Concept Development

Early in the early days of electronics, and by electronics I mean active components (the ones needing to be powered) starting with tubes, circuits were made by connecting everything with wires. These were not traces on a printed circuit board (PCB). These were actual wires that were soldered to the terminals of devices, active and passive components alike. PCBs came much later.

As such, and by today’s state of affairs, it was easy to wire together an electronic circuit. Nearly anyone could do it. Circuits were simpler in the beginning. The first radios, after all, needed only one tube. The main skill needed was soldering.

An advantage to this simple assembly methodology is that amateurs, professionals, and students of electronics could easily experiment. One really only needed soldering tools and the electrical components themselves. Hobbyist magazines flourished in the early days as the allure of this new, attainable technology fascinated those curious individuals among us.

After World War II, another phenomenon surfaced - the availability of electronics kits. Many companies sold the components and provided booklets of instructions on how to assemble the components to make a finished product. Those booklets included a “theory of operation” that explained how the assembled components worked and the functions they served.
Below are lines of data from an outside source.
//! Read-only profile screen composition.
//!
//! # Responsibility
//! - Combine a dog record, its age and its status board for one date.
//!
//! # Invariants
//! - The board is built from stored events; a stale `Dog::last_vet_visit`
//!   cache is reported but never trusted over the events.

use crate::age::{age, AgeResult};
use crate::aggregate::StatusBoard;
use crate::model::dog::{Dog, DogId};
use crate::repo::dog_repo::DogRepository;
use crate::repo::error::RepoError;
use crate::repo::medical_event_repo::{MedicalEventQuery, MedicalEventRepository};
use chrono::NaiveDate;
use log::warn;
use std::error::Error;
use std::fmt::{Display, Formatter};

/// Service error for profile composition.
#[derive(Debug)]
pub enum ProfileServiceError {
    DogNotFound(DogId),
    Repo(RepoError),
}

impl Display for ProfileServiceError {
    fn fmt(&self, f: &mut Formatter<'_>) -> std::fmt::Result {
        match self {
            Self::DogNotFound(id) => write!(f, "dog not found: {id}"),
            Self::Repo(err) => write!(f, "{err}"),
        }
    }
}

impl Error for ProfileServiceError {
    fn source(&self) -> Option<&(dyn Error + 'static)> {
        match self {
            Self::DogNotFound(_) => None,
            Self::Repo(err) => Some(err),
        }
    }
}

impl From<RepoError> for ProfileServiceError {
    fn from(value: RepoError) -> Self {
        Self::Repo(value)
    }
}

/// Everything the profile screen shows for one dog.
#[derive(Debug, Clone, PartialEq)]
pub struct DogProfile {
    pub dog: Dog,
    pub age: AgeResult,
    pub board: StatusBoard,
}

impl DogProfile {
    /// Whether the cached last-visit date disagrees with the event history.
    pub fn vet_visit_cache_is_stale(&self) -> bool {
        self.dog.last_vet_visit != self.board.last_vet_visit
    }
}

/// Profile composition over dog and event repositories.
pub struct ProfileService<D: DogRepository, E: MedicalEventRepository> {
    dogs: D,
    events: E,
}

impl<D: DogRepository, E: MedicalEventRepository> ProfileService<D, E> {
    pub fn new(dogs: D, events: E) -> Self {
        Self { dogs, events }
    }

    /// Builds the profile of one dog as of `as_of`.
    pub fn profile(&self, dog_id: DogId, as_of: NaiveDate) -> Result<DogProfile, ProfileServiceError> {
        let dog = self
            .dogs
            .get_dog(dog_id)?
            .ok_or(ProfileServiceError::DogNotFound(dog_id))?;
        self.compose(dog, as_of)
    }

    /// Builds profiles of all dogs, sorted by name.
    pub fn all_profiles(&self, as_of: NaiveDate) -> Result<Vec<DogProfile>, ProfileServiceError> {
        self.dogs
            .list_dogs()?
            .into_iter()
            .map(|dog| self.compose(dog, as_of))
            .collect()
    }

    fn compose(&self, dog: Dog, as_of: NaiveDate) -> Result<DogProfile, ProfileServiceError> {
        let events = self.events.list_events(&MedicalEventQuery::for_dog(dog.id))?;
        let profile = DogProfile {
            age: age(dog.birthday, as_of),
            board: StatusBoard::build(&events, as_of),
            dog,
        };
        if profile.vet_visit_cache_is_stale() {
            warn!(
                "event=last_vet_visit_stale module=service status=warn dog_id={}",
                profile.dog.id
            );
        }
        Ok(profile)
    }
}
Heathkit, Eico, Precision, and others were companies making such kits. One could build their own radio, oscilloscope, television, and numerous other products. It was a great time to be interested and to learn about electronics.

From tubes, we transitioned to transistors, but the wiring was still simple. Circuits consumed less space when using transistors and they could be built with terminal strips consisting of rows of solder terminals attached to a non-conductive strip such as phenolic. Circuits were becoming more complex in this age due to the decreasing expense of electronic devices and more sophisticated functionality could be implemented. But as this complexity grew, it became increasingly necessary to simplify wiring and the PCB came into existence.

PCBs were nice because practitioners didn’t need any new tools and already had the requisite know-how - soldering. Perhaps one needed only a smaller tip for his or her soldering iron. A popular method to make these early PCBs was to lay opaque tape on a piece of mylar wherever conductive material was desired. Through photograph processes, one could “etch” the pattern of tape onto a copper clad board. The process required to make a PCB eliminated players from the field. Fewer people were willing or had the know-how, to make their own PCB. Alternatively, one could pay to have a PCB made for them, but this added expense surely motivated people to “drop out” of the field.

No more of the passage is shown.